Bragg chuckled. “Poor bastard didn’t even get to hand out one.”

  My aunt held the rebel star in her hand. The pin in the back held fast to its catch with rust, and would not open.

  “Is it really going to work, this thing you have?” asked Bragg. “When you set it loose in Columbus, it’ll be enough to kill all of them—the Blues, the Southern traitors, the whole lot of ’em?”

  “Everyone,” my aunt said.

  Bragg reached over and took my aunt’s hand in his. “You’re going to be remembered, Sarat,” he said. “You’ll be a hero to the Southern cause for as long as the South exists. When this is over they’ll build cities in your name.”

  My aunt pulled her hand away. She tossed the flawed star to the ground. She stood.

  “Fuck the South,” she said. “Fuck the South and everything it stands for.”

  SHE LEFT STONE MOUNTAIN. She drove west, through the capital and through the state, into Alabama. She went to the forest. For the last time, she went to see Albert Gaines.
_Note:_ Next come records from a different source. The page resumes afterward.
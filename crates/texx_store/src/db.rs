//! Database abstraction over SQLite via sqlx.

use std::path::{Path, PathBuf};

use sqlx::sqlite::{SqliteConnectOptions, SqliteJournalMode, SqlitePool};
use texx_crypto::KdfParams;
use tracing::debug;

use crate::{
    attempts::AttemptCounter, contacts::ContactKeyStore, error::StoreError,
    message_log::MessageLog, pending::DeadLetters, vault::IdentityVault,
};

pub const DB_FILE: &str = "texx.db";

/// Central store handle for one account.  Cheap to clone (pool is Arc internally).
#[derive(Clone)]
pub struct Store {
    pub pool: SqlitePool,
    pub vault: IdentityVault,
    pub contacts: ContactKeyStore,
    pub log: MessageLog,
    pub pending: DeadLetters,
    pub attempts: AttemptCounter,
    data_dir: PathBuf,
}

impl Store {
    /// Open (or create) the account rooted at `data_dir`.
    /// Runs all pending migrations automatically.
    ///
    /// WAL journal mode is set on the connection options, not in a
    /// migration: SQLite refuses to change `journal_mode` inside the
    /// transaction sqlx wraps each migration in.
    pub async fn open(data_dir: &Path, kdf: KdfParams) -> Result<Self, StoreError> {
        std::fs::create_dir_all(data_dir)?;
        let opts = SqliteConnectOptions::new()
            .filename(data_dir.join(DB_FILE))
            .create_if_missing(true)
            .journal_mode(SqliteJournalMode::Wal)
            .foreign_keys(true);

        let pool = SqlitePool::connect_with(opts).await?;

        sqlx::migrate!("./migrations")
            .run(&pool)
            .await
            .map_err(|e| StoreError::Migration(e.to_string()))?;

        let log = MessageLog::load(pool.clone()).await?;
        debug!(dir = %data_dir.display(), "store opened");

        Ok(Self {
            vault: IdentityVault::new(data_dir, pool.clone(), kdf),
            contacts: ContactKeyStore::new(pool.clone()),
            log,
            pending: DeadLetters::new(pool.clone()),
            attempts: AttemptCounter::new(data_dir),
            data_dir: data_dir.to_path_buf(),
            pool,
        })
    }

    pub fn data_dir(&self) -> &Path {
        &self.data_dir
    }

    pub async fn close(&self) {
        self.pool.close().await;
    }
}

#[cfg(test)]
mod tests {
    use super::*;
    use tempfile::tempdir;

    #[tokio::test]
    async fn reopen_runs_migrations_idempotently() {
        let dir = tempdir().unwrap();
        let store = Store::open(dir.path(), KdfParams::minimal()).await.unwrap();
        store.close().await;
        let again = Store::open(dir.path(), KdfParams::minimal()).await.unwrap();

        let count: i64 = sqlx::query_scalar("SELECT COUNT(*) FROM messages")
            .fetch_one(&again.pool)
            .await
            .unwrap();
        assert_eq!(count, 0);
    }
}
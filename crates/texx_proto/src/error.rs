use thiserror::Error;

#[derive(Debug, Error)]
pub enum ProtoError {
    #[error("Malformed payload: {0}")]
    Malformed(#[from] serde_json::Error),

    #[error("Payload too large: {0} bytes")]
    TooLarge(usize),

    #[error("Invalid payload data: {0}")]
    InvalidData(String),

    #[error("Invalid peer id: {0:?}")]
    InvalidPeerId(String),

    #[error("Crypto error: {0}")]
    Crypto(#[from] texx_crypto::CryptoError),
}
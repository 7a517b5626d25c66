//! IdentityVault: the one passphrase-protected identity record per device.
//!
//! Record (`vault.json`):
//!   - `schema_marker` — "success" once the record is complete
//!   - `peer_id`, `public_key` — readable without the passphrase
//!   - `kdf`, `salt` — Argon2id inputs for the vault key
//!   - `encrypted_private_key` — nonce || XChaCha20-Poly1305(secret || peer_id)
//!
//! The sealed plaintext embeds the handle the identity was created for, so
//! an unlocked key can be checked against the handle remembered on this
//! device (`peer_id` file). A mismatch is `IdentityNotVerified`, distinct
//! from a wrong passphrase.
//!
//! A failed unlock never writes anything.

use std::fs;
use std::io::Write;
use std::path::{Path, PathBuf};

use base64::{engine::general_purpose::URL_SAFE_NO_PAD, Engine};
use chrono::{DateTime, Utc};
use serde::{Deserialize, Serialize};
use sqlx::SqlitePool;
use tracing::{info, warn};
use zeroize::Zeroizing;

use texx_crypto::{aead, kdf, IdentityKeyPair, KdfParams, Passphrase, PublicKeyBytes};
use texx_proto::PeerId;

use crate::error::StoreError;

pub const VAULT_FILE: &str = "vault.json";
pub const PEER_ID_FILE: &str = "peer_id";
pub const SCHEMA_MARKER: &str = "success";
pub const VAULT_VERSION: u32 = 1;
const VAULT_AAD_PREFIX: &[u8] = b"texx-vault-v1";

/// Decrypted identity, available for the rest of the process once unlocked.
#[derive(Debug)]
pub struct Identity {
    pub peer_id: PeerId,
    pub keys: IdentityKeyPair,
}

impl Identity {
    pub fn public_key(&self) -> &PublicKeyBytes {
        &self.keys.public
    }
}

#[derive(Debug, Clone, Serialize, Deserialize)]
pub struct VaultRecord {
    pub schema_marker: String,
    pub version: u32,
    pub peer_id: String,
    /// Base64url Ed25519 public key
    pub public_key: String,
    pub kdf: KdfParams,
    /// Hex-encoded Argon2id salt
    pub salt: String,
    /// Base64url nonce || ciphertext+tag
    pub encrypted_private_key: String,
    pub created_at: DateTime<Utc>,
}

#[derive(Clone)]
pub struct IdentityVault {
    dir: PathBuf,
    pool: SqlitePool,
    kdf: KdfParams,
}

impl IdentityVault {
    pub fn new(dir: &Path, pool: SqlitePool, kdf: KdfParams) -> Self {
        Self {
            dir: dir.to_path_buf(),
            pool,
            kdf,
        }
    }

    pub fn record_path(&self) -> PathBuf {
        self.dir.join(VAULT_FILE)
    }

    fn peer_id_path(&self) -> PathBuf {
        self.dir.join(PEER_ID_FILE)
    }

    /// `Ok(true)` iff a complete vault record is present, `Ok(false)` iff
    /// there is no record file at all. A record file that cannot be read as
    /// a complete record is `Corrupt`: it still holds someone's identity.
    pub fn exists(&self) -> Result<bool, StoreError> {
        Ok(self.read_record()?.is_some())
    }

    fn read_record(&self) -> Result<Option<VaultRecord>, StoreError> {
        let path = self.record_path();
        let data = match fs::read(&path) {
            Ok(data) => data,
            Err(e) if e.kind() == std::io::ErrorKind::NotFound => return Ok(None),
            Err(e) => return Err(e.into()),
        };
        let record: VaultRecord = serde_json::from_slice(&data)
            .map_err(|e| StoreError::Corrupt(format!("{}: {e}", path.display())))?;
        if record.schema_marker != SCHEMA_MARKER {
            return Err(StoreError::Corrupt(format!(
                "{}: incomplete record (marker {:?})",
                path.display(),
                record.schema_marker
            )));
        }
        Ok(Some(record))
    }

    /// Public half of the stored record, without unlocking.
    pub fn stored_public_key(&self) -> Result<PublicKeyBytes, StoreError> {
        let record = self.read_record()?.ok_or(StoreError::NoVault)?;
        Ok(PublicKeyBytes::from_b64(&record.public_key)?)
    }

    /// The handle chosen on first run, if any.
    pub fn remembered_peer_id(&self) -> Result<Option<PeerId>, StoreError> {
        match fs::read_to_string(self.peer_id_path()) {
            Ok(s) => Ok(Some(PeerId::parse(s.trim())?)),
            Err(e) if e.kind() == std::io::ErrorKind::NotFound => Ok(None),
            Err(e) => Err(e.into()),
        }
    }

    pub fn remember_peer_id(&self, peer_id: &PeerId) -> Result<(), StoreError> {
        write_private(&self.peer_id_path(), peer_id.as_str().as_bytes())
    }

    /// Generate a fresh identity, seal it under `passphrase` and persist it.
    pub fn create(&self, peer_id: &PeerId, passphrase: &Passphrase) -> Result<Identity, StoreError> {
        // Any record file, readable or not, blocks creation.
        match fs::metadata(self.record_path()) {
            Ok(_) => return Err(StoreError::VaultAlreadyExists),
            Err(e) if e.kind() == std::io::ErrorKind::NotFound => {}
            Err(e) => return Err(e.into()),
        }
        let keys = IdentityKeyPair::generate()?;
        let salt = kdf::generate_salt();
        let vault_key = kdf::vault_key(passphrase, &salt, self.kdf)?;

        let mut sealed_plaintext = Zeroizing::new(Vec::with_capacity(32 + peer_id.as_str().len()));
        sealed_plaintext.extend_from_slice(keys.secret_bytes());
        sealed_plaintext.extend_from_slice(peer_id.as_str().as_bytes());
        let sealed = aead::encrypt(&vault_key.0, &sealed_plaintext, &vault_aad(&keys.public))?;

        let record = VaultRecord {
            schema_marker: SCHEMA_MARKER.to_string(),
            version: VAULT_VERSION,
            peer_id: peer_id.to_string(),
            public_key: keys.public_b64(),
            kdf: self.kdf,
            salt: hex::encode(salt),
            encrypted_private_key: URL_SAFE_NO_PAD.encode(sealed),
            created_at: Utc::now(),
        };
        write_private(&self.record_path(), &serde_json::to_vec_pretty(&record)?)?;
        self.remember_peer_id(peer_id)?;

        info!(peer_id = %peer_id, fingerprint = %keys.public.fingerprint(), "identity vault created");
        Ok(Identity {
            peer_id: peer_id.clone(),
            keys,
        })
    }

    /// Open the sealed private key with `passphrase` and verify it belongs to
    /// the handle remembered on this device.
    pub fn unlock(&self, passphrase: &Passphrase) -> Result<Identity, StoreError> {
        let record = self.read_record()?.ok_or(StoreError::NoVault)?;
        if record.version != VAULT_VERSION {
            return Err(StoreError::Corrupt(format!("unknown vault version {}", record.version)));
        }
        let stored_public = PublicKeyBytes::from_b64(&record.public_key)?;
        let salt = hex::decode(&record.salt).map_err(|e| StoreError::Corrupt(e.to_string()))?;
        let sealed = URL_SAFE_NO_PAD
            .decode(&record.encrypted_private_key)
            .map_err(|e| StoreError::Corrupt(e.to_string()))?;

        let vault_key = kdf::vault_key(passphrase, &salt, record.kdf)?;
        let plaintext = aead::decrypt(&vault_key.0, &sealed, &vault_aad(&stored_public))
            .map_err(|_| StoreError::WrongPassphrase)?;
        if plaintext.len() < 32 {
            return Err(StoreError::Corrupt("sealed identity too short".into()));
        }
        let (secret, handle) = plaintext.split_at(32);
        let keys = IdentityKeyPair::from_bytes(secret)?;

        if keys.public != stored_public {
            return Err(StoreError::IdentityNotVerified(
                "private key does not match stored public key".into(),
            ));
        }
        let embedded = std::str::from_utf8(handle)
            .map_err(|_| StoreError::IdentityNotVerified("embedded handle is not UTF-8".into()))?;
        let remembered = self.remembered_peer_id()?.ok_or_else(|| {
            StoreError::IdentityNotVerified("no handle remembered on this device".into())
        })?;
        if embedded != remembered.as_str() || embedded != record.peer_id {
            return Err(StoreError::IdentityNotVerified(format!(
                "identity belongs to {embedded:?}, this device is {remembered}"
            )));
        }

        info!(peer_id = %remembered, "identity vault unlocked");
        Ok(Identity {
            peer_id: remembered,
            keys,
        })
    }

    /// Irreversibly destroy the vault record, all contact keys, the whole
    /// message log and its dead letters. Idempotent. The remembered handle is kept.
    pub async fn reset(&self) -> Result<(), StoreError> {
        remove_if_exists(&self.record_path())?;

        let mut tx = self.pool.begin().await?;
        sqlx::query("DELETE FROM pending").execute(&mut *tx).await?;
        sqlx::query("DELETE FROM pending_lost").execute(&mut *tx).await?;
        sqlx::query("DELETE FROM contacts").execute(&mut *tx).await?;
        sqlx::query("DELETE FROM messages").execute(&mut *tx).await?;
        tx.commit().await?;

        remove_if_exists(&self.dir.join(crate::attempts::ATTEMPTS_FILE))?;
        warn!("account wiped: vault, contacts and message log destroyed");
        Ok(())
    }
}

fn vault_aad(public: &PublicKeyBytes) -> Vec<u8> {
    let mut aad = VAULT_AAD_PREFIX.to_vec();
    aad.extend_from_slice(public.as_bytes());
    aad
}

fn remove_if_exists(path: &Path) -> Result<(), StoreError> {
    match fs::remove_file(path) {
        Ok(()) => Ok(()),
        Err(e) if e.kind() == std::io::ErrorKind::NotFound => Ok(()),
        Err(e) => Err(e.into()),
    }
}

/// Atomically replace `path` (temp file + rename), owner-only on Unix.
pub(crate) fn write_private(path: &Path, bytes: &[u8]) -> Result<(), StoreError> {
    let dir = path
        .parent()
        .ok_or_else(|| StoreError::Corrupt(format!("no parent for {}", path.display())))?;
    fs::create_dir_all(dir)?;
    let mut tmp = tempfile::NamedTempFile::new_in(dir)?;
    tmp.write_all(bytes)?;
    tmp.flush()?;
    #[cfg(unix)]
    {
        use std::os::unix::fs::PermissionsExt;
        fs::set_permissions(tmp.path(), fs::Permissions::from_mode(0o600))?;
    }
    tmp.persist(path).map_err(|e| StoreError::Io(e.error))?;
    Ok(())
}

#[cfg(test)]
mod tests {
    use super::*;
    use crate::db::Store;
    use tempfile::tempdir;

    fn peer(s: &str) -> PeerId {
        PeerId::parse(s).unwrap()
    }

    #[tokio::test]
    async fn create_then_unlock_roundtrip() {
        let dir = tempdir().unwrap();
        let store = Store::open(dir.path(), KdfParams::minimal()).await.unwrap();
        let pass = Passphrase::from_pin("1234").unwrap();

        assert!(!store.vault.exists().unwrap());
        let created = store.vault.create(&peer("alice-bee-cat"), &pass).unwrap();
        assert!(store.vault.exists().unwrap());

        let unlocked = store.vault.unlock(&pass).unwrap();
        assert_eq!(unlocked.peer_id, created.peer_id);
        assert_eq!(unlocked.keys.public, created.keys.public);
        assert_eq!(unlocked.keys.secret_bytes(), created.keys.secret_bytes());
    }

    #[tokio::test]
    async fn second_create_is_refused() {
        let dir = tempdir().unwrap();
        let store = Store::open(dir.path(), KdfParams::minimal()).await.unwrap();
        let pass = Passphrase::new("p");
        store.vault.create(&peer("alice-bee"), &pass).unwrap();
        assert!(matches!(
            store.vault.create(&peer("alice-bee"), &pass),
            Err(StoreError::VaultAlreadyExists)
        ));
    }

    #[tokio::test]
    async fn wrong_passphrase_leaves_record_untouched() {
        let dir = tempdir().unwrap();
        let store = Store::open(dir.path(), KdfParams::minimal()).await.unwrap();
        store.vault.create(&peer("alice-bee"), &Passphrase::new("right")).unwrap();
        let before = fs::read(store.vault.record_path()).unwrap();

        let err = store.vault.unlock(&Passphrase::new("wrong")).unwrap_err();
        assert!(matches!(err, StoreError::WrongPassphrase));
        assert_eq!(fs::read(store.vault.record_path()).unwrap(), before);
    }

    #[tokio::test]
    async fn foreign_handle_is_not_verified() {
        let dir = tempdir().unwrap();
        let store = Store::open(dir.path(), KdfParams::minimal()).await.unwrap();
        let pass = Passphrase::new("pw");
        store.vault.create(&peer("alice-bee"), &pass).unwrap();
        store.vault.remember_peer_id(&peer("mallory-fox")).unwrap();

        let err = store.vault.unlock(&pass).unwrap_err();
        assert!(matches!(err, StoreError::IdentityNotVerified(_)));
    }

    #[tokio::test]
    async fn swapped_public_key_fails_authentication() {
        let dir = tempdir().unwrap();
        let store = Store::open(dir.path(), KdfParams::minimal()).await.unwrap();
        let pass = Passphrase::new("pw");
        store.vault.create(&peer("alice-bee"), &pass).unwrap();

        let mut record: VaultRecord =
            serde_json::from_slice(&fs::read(store.vault.record_path()).unwrap()).unwrap();
        record.public_key = IdentityKeyPair::generate().unwrap().public_b64();
        fs::write(store.vault.record_path(), serde_json::to_vec(&record).unwrap()).unwrap();

        // The public key is bound as associated data
        assert!(store.vault.unlock(&pass).is_err());
    }

    #[tokio::test]
    async fn damaged_record_is_corrupt_and_never_replaced() {
        let dir = tempdir().unwrap();
        let store = Store::open(dir.path(), KdfParams::minimal()).await.unwrap();
        let pass = Passphrase::new("pw");
        store.vault.create(&peer("alice-bee"), &pass).unwrap();

        let mut bytes = fs::read(store.vault.record_path()).unwrap();
        bytes.truncate(bytes.len() - 5);
        fs::write(store.vault.record_path(), &bytes).unwrap();

        assert!(matches!(store.vault.exists(), Err(StoreError::Corrupt(_))));
        assert!(matches!(
            store.vault.create(&peer("alice-bee"), &pass),
            Err(StoreError::VaultAlreadyExists)
        ));
        assert_eq!(fs::read(store.vault.record_path()).unwrap(), bytes);
        assert!(matches!(store.vault.unlock(&pass), Err(StoreError::Corrupt(_))));
    }

    #[tokio::test]
    async fn incomplete_record_is_corrupt() {
        let dir = tempdir().unwrap();
        let store = Store::open(dir.path(), KdfParams::minimal()).await.unwrap();
        store.vault.create(&peer("alice-bee"), &Passphrase::new("pw")).unwrap();

        let mut record: VaultRecord =
            serde_json::from_slice(&fs::read(store.vault.record_path()).unwrap()).unwrap();
        record.schema_marker = "pending".into();
        fs::write(store.vault.record_path(), serde_json::to_vec(&record).unwrap()).unwrap();

        assert!(matches!(store.vault.exists(), Err(StoreError::Corrupt(_))));
    }

    #[tokio::test]
    async fn reset_is_idempotent_and_keeps_handle() {
        let dir = tempdir().unwrap();
        let store = Store::open(dir.path(), KdfParams::minimal()).await.unwrap();
        store.vault.create(&peer("alice-bee"), &Passphrase::new("pw")).unwrap();

        store.vault.reset().await.unwrap();
        store.vault.reset().await.unwrap();
        assert!(!store.vault.exists().unwrap());
        assert_eq!(store.vault.remembered_peer_id().unwrap(), Some(peer("alice-bee")));
    }
}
  The Talladega forest was thinner than she remembered it, the trees seemingly further apart. But the path to the cabin was the same, singed in her memory from all those times she’d stalked through this place, picking off cans, hunting rats.

  She intended to gut the old man the way she’d gutted the guard who’d drowned her.

  She opened the door and found him sitting inside, asleep in his chair.

  Bragg had told her he’d suffered a stroke in the detention camp, right after he and the other recruiters had been rounded up. She saw the damage on the right side of his face. He was sitting in an old rusted wheelchair, wearing soiled pajamas whose stitching was coming apart. His hair was white and thin.

  He looked old, ancient. His breathing was a fine whistle, the air leaking out of his mouth. She understood then why none of the remaining rebels had come out here to put a bullet in his head and stuff his mouth with the lining of his pockets. It would have been a kindness.